Bom buatan pabrik ini bom yang sudah siap pakai. Jenis ini biasa digunakan kalangan militer untuk bertempur.
Namun, jenis yang sama juga ditemukan di Gedung Bundar Kejaksaan Agung, Rabu, 5 Juli 2000.
Untuk menceraiberaikan bahan peledak yang diduga ada di dalam tas atau bungkusan itu, anggota Gegana menembaknya dengan peluru air.
Baca Juga: Paku Berceceran Setelah Bom Bunuh Diri Meledak di Medan, Ini Alasan Mengapa Teroris Gunakan Bom Paku
"Tas, bungkusan, atau kotak itu diceraiberaikan atau istilahnya di-diswptor menggunakan tembakan air yang kecepatannya sama dengan peluru yang ditembakkan dari senjata," kata AKP Wahyu Widodo, salah seorang instruktur di Resimen IV Korps Brimob Polri di Kelapadua, Depok.
Senjata yang digunakan untuk menembakkan air sebanyak 100 ml itu terbuat dari pipa.
Gara-gara dana yang terbatas, menurut Wahyu, Gegana menggunakan alat disruptor rakitan sendiri yang hanya bisa dipakai sekali.
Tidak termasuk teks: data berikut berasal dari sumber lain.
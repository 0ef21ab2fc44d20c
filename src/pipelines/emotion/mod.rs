//! Emotion classification pipeline for short text.
//!
//! Classify sentences as `negative`, `neutral`, or `positive` with a
//! pretrained TextCNN. The pipeline handles word segmentation (delegated to
//! a pretrained tokenizer), vocabulary lookup with unknown-token fallback,
//! batched tensor marshalling, inference, and label mapping.
//!
//! ## Main Types
//!
//! - [`EmotionClassificationPipeline`] - High-level classification interface
//! - [`EmotionClassificationPipelineBuilder`] - Builder for pipeline configuration
//! - [`EmotionClassificationModel`] - Trait for inference executor implementations
//! - [`WordSegmenter`] - Trait for the word-segmentation delegate
//!
//! ## Usage Example
//!
//! ```rust,no_run
//! use emotion_textcnn::pipelines::emotion::*;
//!
//! # fn main() -> emotion_textcnn::core::Result<()> {
//! let pipeline = EmotionClassificationPipelineBuilder::textcnn("infer_model").build()?;
//!
//! let results = pipeline.emotion_classify(
//!     ClassifyRequest::from_texts(["今天天气真好", "别来吵我"]).batch_size(2),
//! )?;
//! for r in results {
//!     println!(
//!         "{} -> {} (key {}, positive {:.4})",
//!         r.text, r.emotion_label, r.emotion_key, r.positive_probs
//!     );
//! }
//! # Ok(())
//! # }
//! ```

pub mod builder;
pub mod labels;
pub mod model;
pub mod pipeline;
pub mod segmenter;
pub mod tensor;
pub mod vocab;

pub use builder::EmotionClassificationPipelineBuilder;
pub use labels::{get_labels, Emotion};
pub use model::EmotionClassificationModel;
pub use pipeline::{ClassifyRequest, EmotionClassificationPipeline, EmotionResult, TextData};
pub use segmenter::{TokenizerWordSegmenter, WordSegmenter};
pub use tensor::TokenBatch;
pub use vocab::Vocabulary;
Tembakan air itu, katanya lagi, kecil kemungkinannya membuat bahan peledak (jika ada) dalam kotak atau tas ikut meledak.
Tak pernah menganggap sepele
Bergabung dalam pasukan satuan Gegana berarti siap menanggung risiko terburuk sekalipun.
Pada awalnya, satuan khusus yang dibentuk semasa Kapolri Anton Sujarwo ini dipersiapkan untuk menghadapi aksi pembajakan pesawat terbang yang pada tahun 1970-an pernah menimpa pesawat Garuda Indonesia.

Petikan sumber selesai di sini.